* DATA TO EXAMINE *
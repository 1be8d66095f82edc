//! Kestrel CLI - cull wildlife shoots into rated folders.
//!
//! Kestrel scans a directory of RAW files and JPEG previews, scores every
//! frame with an external detector, writes star ratings into the RAW files,
//! flags the best 3-star frames as picked, and moves keepers into
//! per-rating folders.
//!
//! # Usage
//!
//! ```bash
//! # Cull a shoot with the configured thresholds
//! kestrel cull ~/Pictures/2024-05-heron
//!
//! # Stricter upgrade tier for this run only
//! kestrel cull ./shoot --sharpness 9000 --nima 5.2
//!
//! # Rate without touching the folder layout
//! kestrel cull ./shoot --no-organize --no-cleanup
//!
//! # View configuration
//! kestrel config show
//! ```

use clap::{Parser, Subcommand};

mod cli;
mod logging;

/// Kestrel - wildlife photo culling.
#[derive(Parser, Debug)]
#[command(name = "kestrel")]
#[command(author, version, about, long_about = None)]
#[command(propagate_version = true)]
struct Cli {
    /// Enable verbose (debug) logging
    #[arg(short, long, global = true)]
    verbose: bool,

    /// Output logs in JSON format
    #[arg(long, global = true)]
    json_logs: bool,

    #[command(subcommand)]
    command: Commands,
}

/// Available commands.
#[derive(Subcommand, Debug)]
enum Commands {
    /// Rate, pick and organize a shoot directory
    Cull(cli::cull::CullArgs),

    /// View and manage configuration
    Config(cli::config::ConfigArgs),
}

#[tokio::main]
async fn main() -> anyhow::Result<()> {
    let cli = Cli::parse();

    // Logging isn't initialized yet, so config warnings go to stderr directly
    let config = match kestrel_core::Config::load() {
        Ok(config) => config,
        Err(e) => {
            eprintln!(
                "Warning: Failed to load config: {e}\n  \
                 Using default configuration. Check your config file with `kestrel config path`."
            );
            kestrel_core::Config::default()
        }
    };
    let json_logs = logging::init_from_config(&config, cli.verbose, cli.json_logs);

    tracing::debug!("Kestrel v{}", kestrel_core::VERSION);

    match cli.command {
        Commands::Cull(args) => cli::cull::execute(args, json_logs).await,
        Commands::Config(args) => cli::config::execute(args).await,
    }
}
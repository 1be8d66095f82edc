//! Command implementations.

pub mod config;
pub mod cull;
//! Graceful shutdown for the ledger service
//!
//! On SIGTERM or Ctrl+C the recovery worker stops scheduling passes and the
//! process waits for deliveries already talking to the authority, so no
//! record is left `submitted` by the service's own exit.

use std::sync::atomic::{AtomicU64, Ordering};
use std::sync::Arc;
use std::time::Duration;

use tokio::signal;
use tokio::sync::{watch, Notify};
use tracing::{info, warn};

/// Cloneable view of the shutdown state
#[derive(Clone)]
pub struct ShutdownSignal {
    rx: watch::Receiver<bool>,
}

impl ShutdownSignal {
    pub fn is_shutdown(&self) -> bool {
        *self.rx.borrow()
    }

    /// Resolve once shutdown has started, immediately if it already has.
    pub async fn wait(&self) {
        let mut rx = self.rx.clone();
        // Sender dropped: the coordinator is gone, which is shutdown too.
        let _ = rx.wait_for(|stopping| *stopping).await;
    }
}

/// Counts deliveries between signing and recording the authority's answer
#[derive(Default)]
pub struct DeliveryTracker {
    in_flight: AtomicU64,
    started: AtomicU64,
    drained: Notify,
}

impl DeliveryTracker {
    pub fn new() -> Self {
        Self::default()
    }

    pub fn begin(&self) -> DeliveryGuard<'_> {
        self.in_flight.fetch_add(1, Ordering::AcqRel);
        self.started.fetch_add(1, Ordering::Relaxed);
        DeliveryGuard { tracker: self }
    }

    pub fn in_flight(&self) -> u64 {
        self.in_flight.load(Ordering::Acquire)
    }

    /// Deliveries begun since startup
    pub fn started(&self) -> u64 {
        self.started.load(Ordering::Relaxed)
    }

    /// Wait until nothing is in flight. Returns false if `timeout` ran out
    /// first.
    pub async fn drain(&self, timeout: Duration) -> bool {
        let drained = async {
            loop {
                let notified = self.drained.notified();
                if self.in_flight() == 0 {
                    return;
                }
                notified.await;
            }
        };
        match tokio::time::timeout(timeout, drained).await {
            Ok(()) => true,
            Err(_) => {
                warn!(in_flight = self.in_flight(), "Deliveries still running at drain timeout");
                false
            }
        }
    }
}

/// Marks one delivery in flight until dropped
pub struct DeliveryGuard<'a> {
    tracker: &'a DeliveryTracker,
}

impl Drop for DeliveryGuard<'_> {
    fn drop(&mut self) {
        if self.tracker.in_flight.fetch_sub(1, Ordering::AcqRel) == 1 {
            self.tracker.drained.notify_waiters();
        }
    }
}

pub struct ShutdownCoordinator {
    tx: watch::Sender<bool>,
    tracker: Arc<DeliveryTracker>,
}

impl ShutdownCoordinator {
    pub fn new() -> Self {
        Self {
            tx: watch::Sender::new(false),
            tracker: Arc::new(DeliveryTracker::new()),
        }
    }

    pub fn signal(&self) -> ShutdownSignal {
        ShutdownSignal {
            rx: self.tx.subscribe(),
        }
    }

    pub fn tracker(&self) -> Arc<DeliveryTracker> {
        self.tracker.clone()
    }

    /// Flip the signal. Idempotent.
    pub fn shutdown(&self) {
        if !self.tx.send_replace(true) {
            info!("Shutdown started");
        }
    }

    /// Flip the signal, then wait up to `drain_timeout` for in-flight
    /// deliveries.
    pub async fn graceful_shutdown(&self, drain_timeout: Duration) -> bool {
        self.shutdown();
        let in_flight = self.tracker.in_flight();
        if in_flight > 0 {
            info!(in_flight, "Waiting for in-flight deliveries");
        }
        let drained = self.tracker.drain(drain_timeout).await;
        info!(
            drained,
            deliveries = self.tracker.started(),
            "Shutdown complete"
        );
        drained
    }
}

impl Default for ShutdownCoordinator {
    fn default() -> Self {
        Self::new()
    }
}

/// Resolves on Ctrl+C or, on unix, SIGTERM
pub async fn shutdown_signal() {
    let interrupt = async {
        if let Err(e) = signal::ctrl_c().await {
            warn!(error = %e, "Ctrl+C handler unavailable");
            std::future::pending::<()>().await;
        }
    };

    #[cfg(unix)]
    let terminate = async {
        match signal::unix::signal(signal::unix::SignalKind::terminate()) {
            Ok(mut sigterm) => {
                sigterm.recv().await;
            }
            Err(e) => {
                warn!(error = %e, "SIGTERM handler unavailable");
                std::future::pending::<()>().await;
            }
        }
    };

    #[cfg(not(unix))]
    let terminate = std::future::pending::<()>();

    tokio::select! {
        _ = interrupt => info!(signal = "SIGINT", "Stop requested"),
        _ = terminate => info!(signal = "SIGTERM", "Stop requested"),
    }
}

#[cfg(test)]
mod tests {
    use super::*;

    #[tokio::test]
    async fn late_waiters_see_an_earlier_shutdown() {
        let coordinator = ShutdownCoordinator::new();
        let signal = coordinator.signal();
        assert!(!signal.is_shutdown());

        coordinator.shutdown();
        coordinator.shutdown();
        assert!(signal.is_shutdown());
        tokio::time::timeout(Duration::from_secs(1), signal.wait())
            .await
            .unwrap();
    }

    #[test]
    fn guards_track_in_flight_deliveries() {
        let tracker = DeliveryTracker::new();
        {
            let _first = tracker.begin();
            let _second = tracker.begin();
            assert_eq!(tracker.in_flight(), 2);
        }
        assert_eq!(tracker.in_flight(), 0);
        assert_eq!(tracker.started(), 2);
    }

    #[tokio::test]
    async fn graceful_shutdown_waits_for_a_running_delivery() {
        let coordinator = ShutdownCoordinator::new();
        let tracker = coordinator.tracker();
        let (started_tx, started_rx) = tokio::sync::oneshot::channel();

        let delivery = tokio::spawn(async move {
            let _guard = tracker.begin();
            let _ = started_tx.send(());
            tokio::time::sleep(Duration::from_millis(50)).await;
        });
        started_rx.await.unwrap();

        assert!(coordinator.graceful_shutdown(Duration::from_secs(5)).await);
        assert_eq!(coordinator.tracker().in_flight(), 0);
        delivery.await.unwrap();
    }

    #[tokio::test]
    async fn drain_gives_up_at_the_timeout() {
        let tracker = DeliveryTracker::new();
        let _stuck = tracker.begin();
        assert!(!tracker.drain(Duration::from_millis(20)).await);
    }
}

* WHAT YOU WILL DO *
Every line in the data that holds the string "organize" should be returned.

* WRITTEN RESPONSE *
//! kestrel cull ./shoot --no-organize --no-cleanup
    /// Rate, pick and organize a shoot directory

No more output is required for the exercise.